Graeme MacLean: Key requirements for businesses seeking to invest in hydrogen involve clear regulations and policies that instil confidence and ensure return on investment. Any lack of clarity in these areas could undermine investor confidence and hinder the rollout of hydrogen initiatives. Providing clarity regarding the maximum carbon intensity of hydrogen is crucial to establishing the necessary investment certainty. Notably, with the introduction of measures like the inflation reduction act, it has become evident that global competition for subsidies and tax breaks is underway. In response, the EU is taking steps to reduce the potential outflow of projects from the region to the US. 

Q: Is renewable hydrogen cost-competitive? 

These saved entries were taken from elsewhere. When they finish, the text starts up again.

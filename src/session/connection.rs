//! WebSocket connection abstraction

use std::sync::atomic::{AtomicU64, Ordering};
use std::sync::Arc;

use chrono::{DateTime, Utc};
use tokio::sync::mpsc;

use super::pending::PendingCallTracker;
use crate::domain::OcppVersion;

static NEXT_CONNECTION_ID: AtomicU64 = AtomicU64::new(1);

/// Message sent down a connection's outbound channel.
#[derive(Debug)]
pub enum SessionMessage {
    /// A serialized OCPP frame to write to the socket.
    Frame(String),
    /// Ask the owning session task to close the socket. Used by the
    /// registry when a new connection supersedes this one and by the
    /// heartbeat watchdog.
    Close,
}

/// Represents an active WebSocket connection to a charge point.
///
/// Cloning yields another handle to the same transport: the sender and the
/// pending-call tracker are shared, the timestamps are a snapshot.
#[derive(Debug, Clone)]
pub struct Connection {
    /// Unique identifier for this connection instance; guards `detach`
    /// against a stale session task racing a newer connection.
    pub connection_id: u64,
    /// Charge point ID
    pub charge_point_id: String,
    /// Channel to the session task that owns the socket
    sender: mpsc::UnboundedSender<SessionMessage>,
    /// Negotiated OCPP protocol version for this connection
    pub ocpp_version: OcppVersion,
    /// Outstanding Calls sent to this charge point
    pub pending: Arc<PendingCallTracker>,
    /// When the connection was established
    pub connected_at: DateTime<Utc>,
    /// Last activity timestamp
    pub last_activity: DateTime<Utc>,
}

impl Connection {
    pub fn new(
        charge_point_id: impl Into<String>,
        sender: mpsc::UnboundedSender<SessionMessage>,
        ocpp_version: OcppVersion,
    ) -> Self {
        let now = Utc::now();
        Self {
            connection_id: NEXT_CONNECTION_ID.fetch_add(1, Ordering::Relaxed),
            charge_point_id: charge_point_id.into(),
            sender,
            ocpp_version,
            pending: Arc::new(PendingCallTracker::new()),
            connected_at: now,
            last_activity: now,
        }
    }

    /// Send a serialized frame to the charge point.
    pub fn send(&self, message: String) -> Result<(), String> {
        self.sender
            .send(SessionMessage::Frame(message))
            .map_err(|e| format!("Failed to send message: {}", e))
    }

    /// Ask the owning session task to close the socket.
    pub fn request_close(&self) {
        let _ = self.sender.send(SessionMessage::Close);
    }

    /// Update last activity timestamp.
    pub fn touch(&mut self) {
        self.last_activity = Utc::now();
    }

    /// True if no activity has been seen for `timeout_seconds`.
    pub fn is_stale(&self, timeout_seconds: i64) -> bool {
        let elapsed = Utc::now()
            .signed_duration_since(self.last_activity)
            .num_seconds();
        elapsed > timeout_seconds
    }
}
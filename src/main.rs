//!
//! OCPP 1.6 central system for EV charge points.
//! Reads configuration from TOML file (~/.config/ocpp-csms/config.toml).

use std::sync::Arc;

use tracing::{error, info};

use ocpp_csms::application::{EngineConfig, TransactionEngine};
use ocpp_csms::infrastructure::{MemoryAuthProvider, MemoryPersistence, OcppServer};
use ocpp_csms::session::ConnectionRegistry;
use ocpp_csms::support::{listen_for_shutdown_signals, RetryConfig, ShutdownSignal};
use ocpp_csms::{default_config_path, AppConfig};

#[tokio::main]
async fn main() -> Result<(), Box<dyn std::error::Error + Send + Sync>> {
    // ── Load configuration ─────────────────────────────────────
    let config_path = std::env::var("OCPP_CSMS_CONFIG")
        .map(std::path::PathBuf::from)
        .unwrap_or_else(|_| default_config_path());
    let config = match AppConfig::load(&config_path) {
        Ok(cfg) => {
            tracing_subscriber::fmt()
                .with_env_filter(
                    tracing_subscriber::EnvFilter::try_from_default_env()
                        .unwrap_or_else(|_| tracing_subscriber::EnvFilter::new(&cfg.logging.level)),
                )
                .init();
            info!("Configuration loaded from {}", config_path.display());
            cfg
        }
        Err(e) => {
            tracing_subscriber::fmt()
                .with_env_filter(tracing_subscriber::EnvFilter::new("info"))
                .init();
            error!("Failed to load config: {}. Using defaults.", e);
            AppConfig::default()
        }
    };

    info!("Starting OCPP 1.6 central system...");

    // ── Providers ──────────────────────────────────────────────
    // In-memory providers; deployments swap in database-backed ones
    // through the application::ports traits.
    let persistence = Arc::new(MemoryPersistence::new());
    let auth = Arc::new(MemoryAuthProvider::new());

    // ── Core services ──────────────────────────────────────────
    let engine = TransactionEngine::shared(
        persistence,
        auth,
        EngineConfig {
            boot_status: config.ocpp.boot_status.registration_status(),
            heartbeat_interval_secs: config.ocpp.heartbeat_interval_secs,
            retry: RetryConfig::default(),
        },
    );
    let registry = ConnectionRegistry::shared();

    // The command dispatcher and management surface are embedded by the
    // REST layer of a deployment; the standalone binary only runs the
    // OCPP-facing side.

    // ── Shutdown handling ──────────────────────────────────────
    let shutdown = ShutdownSignal::new();
    tokio::spawn(listen_for_shutdown_signals(shutdown.clone()));

    // ── WebSocket server ───────────────────────────────────────
    let server = OcppServer::new(config, registry, engine).with_shutdown(shutdown);

    info!("Central system started. Press Ctrl+C to shutdown gracefully.");
    server.run().await?;

    info!("Central system shutdown complete");
    Ok(())
}
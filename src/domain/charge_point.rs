//! Charge point and connector entities

use chrono::{DateTime, Utc};
use serde::{Deserialize, Serialize};

/// Negotiated OCPP protocol version for a connection.
#[derive(Debug, Clone, Copy, PartialEq, Eq, Serialize, Deserialize)]
pub enum OcppVersion {
    V16,
}

impl OcppVersion {
    /// WebSocket subprotocol identifier.
    pub fn subprotocol(&self) -> &'static str {
        match self {
            Self::V16 => "ocpp1.6",
        }
    }
}

impl std::fmt::Display for OcppVersion {
    fn fmt(&self, f: &mut std::fmt::Formatter<'_>) -> std::fmt::Result {
        f.write_str(self.subprotocol())
    }
}

/// Availability status of a connector.
#[derive(Debug, Clone, Copy, PartialEq, Eq, Serialize, Deserialize)]
pub enum ConnectorStatus {
    /// No StatusNotification seen yet.
    Unknown,
    Available,
    Occupied,
    Reserved,
    Unavailable,
    Faulted,
}

impl ConnectorStatus {
    /// Map an OCPP 1.6 StatusNotification status string onto the internal
    /// availability states. `None` for unrecognized strings (logged and
    /// ignored by the caller).
    pub fn from_ocpp(status: &str) -> Option<Self> {
        match status {
            "Available" => Some(Self::Available),
            "Preparing" | "Charging" | "SuspendedEVSE" | "SuspendedEV" | "Finishing"
            | "Occupied" => Some(Self::Occupied),
            "Reserved" => Some(Self::Reserved),
            "Unavailable" => Some(Self::Unavailable),
            "Faulted" => Some(Self::Faulted),
            _ => None,
        }
    }
}

/// An individually addressable socket on a charge point.
///
/// Connector 0 addresses the charge point itself.
#[derive(Debug, Clone, Serialize, Deserialize)]
pub struct Connector {
    pub id: u32,
    pub status: ConnectorStatus,
    pub error_code: Option<String>,
    pub updated_at: DateTime<Utc>,
}

impl Connector {
    pub fn new(id: u32) -> Self {
        Self {
            id,
            status: ConnectorStatus::Unknown,
            error_code: None,
            updated_at: Utc::now(),
        }
    }

    pub fn set_status(&mut self, status: ConnectorStatus, error_code: Option<String>) {
        self.status = status;
        self.error_code = error_code;
        self.updated_at = Utc::now();
    }
}

/// Identification data a charge point reports in BootNotification.
#[derive(Debug, Clone, Serialize, Deserialize)]
pub struct ChargePointInfo {
    pub charge_point_id: String,
    pub vendor: String,
    pub model: String,
    pub serial_number: Option<String>,
    pub firmware_version: Option<String>,
    pub booted_at: DateTime<Utc>,
}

Graeme MacLean: In many cases, hydrogen cannot currently compete with incumbent fossil fuels in terms of cost without some levelling of the level playing field. A significant number of fossil fuel projects receive subsidies from producing countries, often without accounting for the environmental impacts of climate change. The competitiveness of hydrogen could improve if these subsidies were reduced. Regions that can produce hydrogen at a low cost, such as North Africa, the North Sea, and Chile, are better positioned for cost-competitive hydrogen production. However, for other regions, policies like the hydrogen business model, such as the one implemented in the UK, may be necessary to enhance hydrogen's competitive edge. 

Q: Finally, who would benefit from coming along to the 'opportunities in the hydrogen supply chain' panel at the Hydrogen Expo in Bremen this year?  

Graeme MacLean: It's a really interesting panel, discussion features a diverse group of speakers representing various stages of the hydrogen value chain. It promises to be an engaging session where lively discussions will highlight the cost-effective production, transportation, and utilization of hydrogen. Anyone interested in understanding the viability of hydrogen production and its potential use cases would greatly benefit from attending this panel at the Hydrogen Expo in Bremen.